## Given records
====

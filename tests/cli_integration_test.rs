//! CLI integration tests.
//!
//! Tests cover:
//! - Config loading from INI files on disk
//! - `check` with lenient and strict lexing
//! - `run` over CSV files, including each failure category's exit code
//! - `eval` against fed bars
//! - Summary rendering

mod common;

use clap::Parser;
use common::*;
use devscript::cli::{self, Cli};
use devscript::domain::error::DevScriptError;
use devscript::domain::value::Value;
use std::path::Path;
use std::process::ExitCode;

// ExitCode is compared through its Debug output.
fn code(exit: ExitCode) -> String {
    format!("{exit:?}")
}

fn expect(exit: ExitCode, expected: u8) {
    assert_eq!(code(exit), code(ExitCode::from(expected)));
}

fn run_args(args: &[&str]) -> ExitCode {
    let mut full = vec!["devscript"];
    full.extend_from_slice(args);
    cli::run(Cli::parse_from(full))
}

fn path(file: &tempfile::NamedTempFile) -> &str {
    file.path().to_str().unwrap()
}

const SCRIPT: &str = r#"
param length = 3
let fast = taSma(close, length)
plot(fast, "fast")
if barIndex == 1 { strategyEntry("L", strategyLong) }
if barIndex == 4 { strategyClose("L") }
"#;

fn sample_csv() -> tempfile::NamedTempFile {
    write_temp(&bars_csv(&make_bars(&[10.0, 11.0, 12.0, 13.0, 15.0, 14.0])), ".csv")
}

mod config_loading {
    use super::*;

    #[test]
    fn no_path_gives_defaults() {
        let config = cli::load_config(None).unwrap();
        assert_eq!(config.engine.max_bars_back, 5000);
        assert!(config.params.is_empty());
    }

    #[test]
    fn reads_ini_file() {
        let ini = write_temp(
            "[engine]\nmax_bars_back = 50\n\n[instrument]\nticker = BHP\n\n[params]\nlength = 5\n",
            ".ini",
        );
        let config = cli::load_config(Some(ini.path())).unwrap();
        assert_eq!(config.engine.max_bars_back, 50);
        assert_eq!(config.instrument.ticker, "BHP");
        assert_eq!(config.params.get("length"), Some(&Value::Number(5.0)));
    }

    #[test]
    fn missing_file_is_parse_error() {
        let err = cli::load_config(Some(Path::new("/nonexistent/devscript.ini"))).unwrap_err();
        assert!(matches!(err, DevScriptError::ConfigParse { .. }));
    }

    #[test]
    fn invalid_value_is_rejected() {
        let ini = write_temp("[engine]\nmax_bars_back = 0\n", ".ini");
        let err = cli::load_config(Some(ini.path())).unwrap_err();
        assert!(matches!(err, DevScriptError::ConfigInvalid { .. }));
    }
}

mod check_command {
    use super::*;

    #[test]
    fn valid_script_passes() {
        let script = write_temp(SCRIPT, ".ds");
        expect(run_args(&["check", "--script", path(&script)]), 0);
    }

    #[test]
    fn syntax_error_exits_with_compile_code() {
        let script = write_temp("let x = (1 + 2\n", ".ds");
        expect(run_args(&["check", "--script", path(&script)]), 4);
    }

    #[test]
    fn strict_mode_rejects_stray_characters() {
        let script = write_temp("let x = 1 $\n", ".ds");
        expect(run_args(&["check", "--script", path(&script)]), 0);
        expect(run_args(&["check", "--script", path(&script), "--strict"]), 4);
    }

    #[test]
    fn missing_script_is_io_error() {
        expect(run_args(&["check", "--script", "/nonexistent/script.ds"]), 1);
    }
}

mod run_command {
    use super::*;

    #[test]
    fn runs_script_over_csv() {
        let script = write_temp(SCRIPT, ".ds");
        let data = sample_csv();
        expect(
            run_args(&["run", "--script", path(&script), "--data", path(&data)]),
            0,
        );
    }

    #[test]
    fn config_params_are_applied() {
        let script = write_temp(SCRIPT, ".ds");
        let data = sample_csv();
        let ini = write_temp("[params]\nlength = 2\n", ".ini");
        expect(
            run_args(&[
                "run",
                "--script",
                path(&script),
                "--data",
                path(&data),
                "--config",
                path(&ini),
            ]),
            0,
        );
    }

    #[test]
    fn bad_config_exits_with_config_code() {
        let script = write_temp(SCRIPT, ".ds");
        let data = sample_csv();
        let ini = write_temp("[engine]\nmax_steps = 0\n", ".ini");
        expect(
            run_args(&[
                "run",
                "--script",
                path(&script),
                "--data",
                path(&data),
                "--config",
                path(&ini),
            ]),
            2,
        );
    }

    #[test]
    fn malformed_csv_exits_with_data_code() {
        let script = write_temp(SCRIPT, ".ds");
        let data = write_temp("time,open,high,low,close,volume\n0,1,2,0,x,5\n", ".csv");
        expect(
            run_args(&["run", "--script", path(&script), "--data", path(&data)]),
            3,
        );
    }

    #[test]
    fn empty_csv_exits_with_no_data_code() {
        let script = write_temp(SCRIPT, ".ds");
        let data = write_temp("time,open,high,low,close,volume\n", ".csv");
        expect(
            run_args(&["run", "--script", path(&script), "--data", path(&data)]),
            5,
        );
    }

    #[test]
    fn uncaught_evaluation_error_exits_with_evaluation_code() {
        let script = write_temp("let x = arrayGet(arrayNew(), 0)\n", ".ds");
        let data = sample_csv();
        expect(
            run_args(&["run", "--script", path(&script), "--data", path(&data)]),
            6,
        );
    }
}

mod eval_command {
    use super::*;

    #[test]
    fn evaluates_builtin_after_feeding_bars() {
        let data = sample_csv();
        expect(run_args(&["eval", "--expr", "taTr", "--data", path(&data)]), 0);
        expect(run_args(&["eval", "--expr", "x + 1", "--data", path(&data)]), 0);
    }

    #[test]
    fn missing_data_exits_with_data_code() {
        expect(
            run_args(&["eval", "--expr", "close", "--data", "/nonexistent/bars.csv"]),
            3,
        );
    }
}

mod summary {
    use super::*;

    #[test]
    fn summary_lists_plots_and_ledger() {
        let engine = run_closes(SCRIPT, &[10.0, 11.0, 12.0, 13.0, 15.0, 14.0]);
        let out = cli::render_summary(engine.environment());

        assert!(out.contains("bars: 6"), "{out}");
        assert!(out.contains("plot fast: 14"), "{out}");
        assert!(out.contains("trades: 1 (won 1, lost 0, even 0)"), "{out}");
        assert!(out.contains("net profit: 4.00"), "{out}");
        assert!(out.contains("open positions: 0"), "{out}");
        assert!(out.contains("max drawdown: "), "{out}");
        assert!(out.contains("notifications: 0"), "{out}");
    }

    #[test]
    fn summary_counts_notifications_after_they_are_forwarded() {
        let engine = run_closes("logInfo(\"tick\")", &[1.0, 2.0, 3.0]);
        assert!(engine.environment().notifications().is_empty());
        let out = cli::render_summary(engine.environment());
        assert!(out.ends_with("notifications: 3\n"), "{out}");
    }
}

====

## Task objective
Among the entries above, find every line holding "nlength" and copy it.

## Reply to the exercise
            "[engine]\nmax_bars_back = 50\n\n[instrument]\nticker = BHP\n\n[params]\nlength = 5\n",
        let ini = write_temp("[params]\nlength = 2\n", ".ini");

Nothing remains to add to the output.